第28話.3人と1匹での闘い(2)
なぜ、ここまでの頭脳がありながら
ギンは処分対象になってしまったのか。
きっと、ギン達情報処理係は 様々な情報を的確にまとめて行く事……。
両腕を失ったギンが処分対象になってしまうのだから、両手を使う作業……恐らくパソコンの様な物を扱うのだろう。
その作業スピードがどれ程速いのかは、見たことのない俺には想像もつかないが。
きっとアンドロイド達にはマニュアルみたいな物があって、決められた行動などを的確に行う事が出来るんだろうけど……
戦闘の最前線にいたリーヴ、建物の中に残っていたギン。
アンドロイド達の戦闘には、ギン達の様な頭脳を連れていくというマニュアルはないんだ。
戦闘は戦闘員が。って事だ。
策士が戦場にいないーーーー。
だとしたら、この2人が闘いの場で直接組むという戦闘スタイルは、アンドロイド達の闘いの中では かなり異質な形……
新しい闘いの形ーー……?
「ーーーーう……わ……。」
一瞬で鳥肌が立った。
枝を握る手に力が入る。
だって、俺は記憶がなくて……頭に入ってくる物はほとんど知らない、新しい物ばかりなんだ。
俺以外の奴は、全部を知ってるじゃないか。
知ってる物しか、ないじゃないか。
知らない物を新しく知る事……何も知らない俺が それを知らせてやる側とか。
ゾクゾクする。
「……いちさん……?」
ギンが、俺の顔を覗き込んで首を傾げる。
その様子に気付いて リーヴも心配そうな顔で俺を見た。
「どうした?やっぱり怖いか?」
「あ、いや……ごめん。なんか……面白いな……って。」
「……って、笑ってんのかよ、お前。」
「頭のネジ、また何本か飛んでったんですかね。そのうち頭なくなりますよ?」
「ギンってさ、最初に作られたパーツ絶対口だよね。」
「いえ。足です。」
「…………。」
直球で嫌味を投げつけてくるくせに、投げ返された嫌味は踏み潰すよね。
ブーブーふてくされていたら、リーヴがシッと人さし指を口に当てた。
「……来たぞ。」
下を見ると、真っ直ぐこっちに向かって3人歩いて来るのが見えた。
2人が並んで歩き、1人が1~2歩下がって後ろを歩いている。
敵を確認して ギンとリーヴを見て頷くと、2人も同時に頷いた。
俺達が頷くのを見ていたメルは 真似をしようとしたのか、ペコリとお辞儀をした。しかも深々と。
やめて欲しい。吹き出しそうになった。
パキッ・・・パキ・・・
敵の3人がゆっくりと周りを見回しながら歩いてくる。
落ちている小枝を踏んで鳴る音がどんどん近づき、とうとう俺達の真下に差し掛かった。
リーヴが左手を軽く上げたのを合図に、俺達は真下にいる敵に向かって飛び降りた。
メルが、一番後ろを歩いていた男の頭の上にタブレットを乗せようとした瞬間、ギンが小声で呟いた。
「ペーパー」
タブレットは一瞬で紙に戻り、頭をスッポリと覆いかぶす。その顔を覆っている紙に、メルがしがみついた。
「なっ……なんだ!?」
完全に視界を奪われた敵は、焦って紙を剥がそうともがくが、何か生き物がくっついている という予想外の事に、慌てふためいている。

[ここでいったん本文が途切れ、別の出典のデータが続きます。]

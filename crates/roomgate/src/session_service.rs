//! The session host's RPC façade.

use std::sync::Weak;
use std::time::{Duration, Instant};

use roomgate_protocol::{
    Ack, Fault, GameStateReply, SessionId, SessionRequest, SessionResponse,
};
use roomgate_session::{
    BootstrapConfig, BootstrapCoordinator, RoomStateSource, SessionConfig,
    SessionRegistry,
};
use tokio::sync::Mutex;

use crate::rpc::Service;

/// Serves [`SessionRequest`]s for the sessions hosted by this process.
///
/// Reads and writes lock the registry for a single operation. Creation
/// goes through the [`BootstrapCoordinator`], which releases the lock
/// while it waits on the room broker.
pub struct SessionService<S: RoomStateSource> {
    sessions: Mutex<SessionRegistry>,
    bootstrap: BootstrapCoordinator<S>,
}

impl<S: RoomStateSource> SessionService<S> {
    pub fn new(
        source: S,
        session_config: SessionConfig,
        bootstrap_config: BootstrapConfig,
    ) -> Self {
        Self {
            sessions: Mutex::new(SessionRegistry::new(session_config)),
            bootstrap: BootstrapCoordinator::new(source, bootstrap_config),
        }
    }

    pub fn sessions(&self) -> &Mutex<SessionRegistry> {
        &self.sessions
    }

    /// Drops sessions idle past the configured TTL.
    pub async fn reap_idle(&self) -> Vec<SessionId> {
        let reaped = self.sessions.lock().await.reap_idle(Instant::now());
        if !reaped.is_empty() {
            tracing::info!(count = reaped.len(), "reaped idle sessions");
        }
        reaped
    }
}

impl<S: RoomStateSource> Service for SessionService<S> {
    type Request = SessionRequest;
    type Response = SessionResponse;

    async fn handle(&self, request: SessionRequest) -> SessionResponse {
        match request {
            SessionRequest::CreateGameWithInstance {
                session_id,
                room_id,
            } => {
                let result = self
                    .bootstrap
                    .create_session(&self.sessions, session_id.clone(), room_id.clone())
                    .await;
                if result.is_ok() {
                    tracing::info!(%session_id, %room_id, "session created");
                }
                SessionResponse::CreateGameWithInstance(Ack::from(result))
            }
            SessionRequest::GetGameState { session_id } => {
                let result = self
                    .sessions
                    .lock()
                    .await
                    .game_state(&session_id, Instant::now());
                let reply = match result {
                    Ok(snapshot) => GameStateReply {
                        ok: true,
                        message: String::new(),
                        state: Some(snapshot.state),
                        players: snapshot.players,
                    },
                    Err(e) => GameStateReply {
                        ok: false,
                        message: e.to_string(),
                        state: None,
                        players: Vec::new(),
                    },
                };
                SessionResponse::GetGameState(reply)
            }
            SessionRequest::PostGameState { session_id, player } => {
                let result = self.sessions.lock().await.post_game_state(
                    &session_id,
                    player,
                    Instant::now(),
                );
                SessionResponse::PostGameState(Ack::from(result))
            }
        }
    }

    fn fault(code: u16, message: String) -> SessionResponse {
        SessionResponse::Fault(Fault { code, message })
    }
}

/// Periodically reaps idle sessions until the service is dropped.
pub(crate) fn spawn_reaper<S: RoomStateSource>(
    service: Weak<SessionService<S>>,
    every: Duration,
) {
    tokio::spawn(async move {
        let mut ticker = tokio::time::interval(every);
        // The first tick completes immediately.
        ticker.tick().await;
        loop {
            ticker.tick().await;
            let Some(service) = service.upgrade() else {
                break;
            };
            service.reap_idle().await;
        }
        tracing::debug!("session reaper stopped");
    });
}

俺達はメルが後ろの男の視界を奪ったのと同時に、前の2人の敵の前に降りた。
「……っ………!?」
突然現れた俺達を見て、俺の目の前の男は 支持を出そうとしたのか、叫ぼうとしたのか。
見事に口を開けた。
「はいっ!!いただきまぁあっす!! 」
俺はその口に、思いっきり赤実なんとかの尻を突っ込んだ。
ブシャアァァァァアアアア!!!
「うぶっ……!!」
滝の様な汁を浴びた男は、目をつぶりながら数歩下がって顔を拭う。
俺はすかさずそいつの目の前に飛び出し、拭い終わってわずかに開けた右目に向かって ぬめりゴケがついた枝を突き刺した。
アンドロイドの目玉、超かてぇ!!!!
あまりの硬さに突き刺す事は出来なかったが、ぬめりゴケが目玉にべっとりとついた事によって……
「ぐぎゃあああああああああ!!!」
男は、目玉を抑えながら転がりまくった。
それはもう、何回転するのかというぐらいに。
しだいに回転は止まったが、ビクリビクリと身体が痙攣し、動かなくなってしまった。
そ……
そんなに染みるんだ………
うっそ死んじゃった………
え、うそ。ショック死!?
軍人には、屈辱であろう死に方に
俺はなんだが申し訳なくなった……。